Associate Director, Computer System Validation & Quality Compliance

Role Summary

Associate Director, Computer System Validation (CSV) & Quality Compliance leads enterprise‑level governance and strategy for validating and maintaining GxP computerized systems, with an emphasis on the Veeva Quality Suite. The role ensures digital quality solutions meet global regulatory requirements (FDA, EMA, ICH, GAMP 5), preserve data integrity, and maintain an inspection‑ready posture across the organization.
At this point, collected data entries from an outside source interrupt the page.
//! The module registry: owns the parsed modules keyed by canonical path and
//! by source file path, and memoizes the per-module import resolve maps.

use std::cell::{OnceCell, RefCell};
use std::collections::HashMap;
use std::rc::Rc;

use indexmap::IndexMap;
use itertools::Itertools;
use stitch_parse::SrcText;

use crate::condcomp::{self, Features};
use crate::grammar;
use crate::import::{build_resolve_map, ResolveMap};
use crate::syntax::{GeneratorModule, Module, TextModule};

/// A named string template a module can select with `#template`.
/// Application happens in the emitter; the registry only keeps the
/// association.
#[derive(Clone)]
pub struct Template {
    pub name: String,
    pub apply: Rc<dyn Fn(&str, &IndexMap<String, String>) -> String>,
}

impl std::fmt::Debug for Template {
    fn fmt(&self, f: &mut std::fmt::Formatter<'_>) -> std::fmt::Result {
        f.debug_struct("Template")
            .field("name", &self.name)
            .finish_non_exhaustive()
    }
}

#[derive(Default)]
pub struct RegistryParams {
    /// Source path → WGSL text.
    pub wgsl: IndexMap<String, String>,
    pub generators: Vec<GeneratorModule>,
    pub templates: Vec<Template>,
    /// Feature flags for `#if` preprocessing.
    pub conditions: Features,
    /// Parse budget per module; `None` means unbounded.
    pub max_parse_count: Option<usize>,
}

pub struct Registry {
    params: RegistryParams,
    parsed: OnceCell<ParsedRegistry>,
}

impl Registry {
    pub fn new(params: RegistryParams) -> Self {
        Self {
            params,
            parsed: OnceCell::new(),
        }
    }

    /// The parsed view of every registered module; built on first use.
    pub fn parsed(&self) -> &ParsedRegistry {
        self.parsed
            .get_or_init(|| ParsedRegistry::build(&self.params))
    }

    pub fn find_text_module(&self, path_or_name: &str) -> Option<usize> {
        self.parsed().find_text_module(path_or_name)
    }

    pub fn template(&self, name: &str) -> Option<&Template> {
        self.params.templates.iter().find(|t| t.name == name)
    }
}

pub struct ParsedRegistry {
    modules: Vec<Module>,
    by_path: HashMap<String, usize>,
    by_file: HashMap<String, usize>,
    resolve_maps: RefCell<HashMap<usize, Rc<ResolveMap>>>,
}

impl ParsedRegistry {
    fn build(params: &RegistryParams) -> Self {
        let mut modules = Vec::new();
        for (path, source) in &params.wgsl {
            let src = SrcText::new(path.clone(), source.clone());
            let prepped = condcomp::run(&src, &params.conditions);
            let state = grammar::parse_elements(
                &prepped.text,
                Some(&prepped.src_map),
                params.max_parse_count,
            );
            modules.push(Module::Text(TextModule::from_elems(
                file_stem(path),
                Some(path.clone()),
                src,
                prepped.text,
                prepped.src_map,
                state.elems,
            )));
        }
        for generator in &params.generators {
            modules.push(Module::Generator(generator.clone()));
        }

        let mut by_path = HashMap::new();
        let mut by_file = HashMap::new();
        for (i, module) in modules.iter().enumerate() {
            match module {
                Module::Text(m) => {
                    by_path.entry(m.name.clone()).or_insert(i);
                    if let Some(file) = &m.file_name {
                        by_file.insert(file.clone(), i);
                        by_path.entry(file_stem(file)).or_insert(i);
                    }
                }
                Module::Generator(g) => {
                    by_path.entry(g.name.clone()).or_insert(i);
                }
            }
        }
        Self {
            modules,
            by_path,
            by_file,
            resolve_maps: RefCell::new(HashMap::new()),
        }
    }

    pub fn modules(&self) -> &[Module] {
        &self.modules
    }

    pub fn module(&self, idx: usize) -> &Module {
        &self.modules[idx]
    }

    pub fn text_module(&self, idx: usize) -> Option<&TextModule> {
        self.modules.get(idx).and_then(Module::as_text)
    }

    /// Find a text module by canonical path, file path, or file stem.
    pub fn find_text_module(&self, path_or_name: &str) -> Option<usize> {
        self.by_path
            .get(path_or_name)
            .or_else(|| self.by_file.get(path_or_name))
            .copied()
            .filter(|&idx| self.modules[idx].as_text().is_some())
    }

    /// Look up any module (text or generator) by canonical path segments.
    pub fn module_by_path(&self, segments: &[String]) -> Option<usize> {
        let joined = segments.iter().join("/");
        self.by_path.get(&joined).copied()
    }

    /// The import resolve map for a module, built once and memoized.
    pub fn import_resolve_map(&self, idx: usize) -> Rc<ResolveMap> {
        if let Some(map) = self.resolve_maps.borrow().get(&idx) {
            return map.clone();
        }
        let map = Rc::new(build_resolve_map(self, idx));
        self.resolve_maps.borrow_mut().insert(idx, map.clone());
        map
    }
}

/// `shaders/util.wgsl` → `shaders/util`.
fn file_stem(path: &str) -> String {
    let cut = match (path.rfind('.'), path.rfind('/')) {
        (Some(dot), Some(slash)) if dot > slash => dot,
        (Some(dot), None) => dot,
        _ => path.len(),
    };
    path[..cut].to_string()
}

#[cfg(test)]
mod tests {
    use super::*;

    #[test]
    fn file_stem_strips_only_extension() {
        assert_eq!(file_stem("shaders/util.wgsl"), "shaders/util");
        assert_eq!(file_stem("main.wgsl"), "main");
        assert_eq!(file_stem("no_ext"), "no_ext");
        assert_eq!(file_stem("v1.2/file.wgsl"), "v1.2/file");
    }

    #[test]
    fn registry_indexes_module_decl_and_file() {
        let mut wgsl = IndexMap::new();
        wgsl.insert(
            "bar.wgsl".to_string(),
            "module lighting; fn glow() {}".to_string(),
        );
        let registry = Registry::new(RegistryParams {
            wgsl,
            ..Default::default()
        });
        let parsed = registry.parsed();
        let by_decl = parsed.find_text_module("lighting").unwrap();
        let by_file = parsed.find_text_module("bar.wgsl").unwrap();
        let by_stem = parsed.find_text_module("bar").unwrap();
        assert_eq!(by_decl, by_file);
        assert_eq!(by_decl, by_stem);
        assert_eq!(parsed.module(by_decl).name(), "lighting");
    }
}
You will partner with Quality, IT, Regulatory, Clinical, and business process owners to define system requirements, drive system implementations and major enhancements, and lead risk‑based validation practices.

Responsibilities

• Develop, evolve, and steward the corporate CSV/CSA strategy, ensuring alignment with enterprise digital strategy and Quality Management System objectives.
• Serve as the senior Quality authority for computerized systems validation, data integrity, and electronic system compliance.
• Oversee enterprise-wide governance programs, ensuring standardized, risk‑based approaches to system implementation and maintenance.
• Provide strategic guidance to senior leadership regarding system performance, risks, and compliance maturity.
• Lead planning, execution, review, and approval of validation deliverables across GxP systems.
• Oversee system lifecycle activities including impact assessments, change management, periodic reviews, audit trails, user access reviews, and system retirement.
• Promote and reinforce CSA‑aligned, risk‑based validation practices to streamline compliance and maximize efficiency.
• Ensure documentation quality and consistent application of SDLC principles across projects.
• Serve as the Quality SME for the Veeva Quality Suite, providing expert guidance on configuration, workflow optimization, and release readiness.
• Lead implementation, enhancement, and optimization of Veeva Vault modules and cross‑functional integrations.
• Drive automation and digitization initiatives that improve usability, compliance, and system performance.
• Partner with IT and Veeva administrators to maintain robust, compliant change control processes.
• Ensure all computerized systems maintain compliance with 21 CFR Part 11, EU Annex 11, GxP principles, and global data integrity expectations.
• Author, revise, and own Quality System policies and procedures related to electronic systems and validation.
• Represent Quality during internal audits, external regulatory inspections, and vendor assessments.
• Lead timely remediation, effectiveness checks, and continuous improvement initiatives.
• Provide oversight and trending for Quality Events related to system performance or compliance.

Qualifications

• Required: 8+ years of experience in the life sciences industry with strong GxP system experience.
• Required: Extensive leadership experience in cross‑functional implementation and validation of GxP computerized systems.
• Required: Deep expertise with Veeva Vault Quality Suite (QMS, Docs, Training, etc.).
• Required: Strong knowledge of global regulatory expectations and data integrity frameworks.
• Required: Demonstrated ability to lead enterprise programs, influence stakeholders, and drive compliant decision making.
• Preferred: Expertise with SaaS/cloud architectures and database compliance expectations.
• Preferred: Understanding of clinical data collection technologies and supporting data processes.
• Preferred: Familiarity with SDLC, Agile methodologies, CSV vs CSA principles and automated testing platforms.
• Preferred: Experience developing and interpreting Quality metrics such as KPIs and KQIs.
• Preferred: Excellent communication skills with the ability to collaborate, negotiate, and influence at all organizational levels.

Education

• Bachelor’s degree in a relevant scientific or technical discipline.

Skills

• GxP computerized systems validation and lifecycle management
• Veeva Quality Suite (QMS, Vault Docs, Training, etc.)
• Regulatory compliance (FDA, EMA, ICH, GAMP 5) and data integrity
• Quality management, Change Control, Deviations, CAPA, and audits
• SDLC, QA methodologies, risk-based validation
• Cross-functional leadership and stakeholder management
• Cloud/SaaS architectures and data governance
• Quality metrics (KPIs, KQIs) and performance reporting

Additional Requirements

• Remote work opportunities within the United States; some states are not eligible (e.g., Alaska, Arizona, Hawaii, Michigan, and Tennessee).
• Travel to the corporate location in Cambridge, MA several times per year, and attendance at other events as required, including possible travel by air or other means.
• Must have access to a work environment that meets role requirements (privacy, reliable internet, phone, and ability to communicate via video conferencing) at a remote location.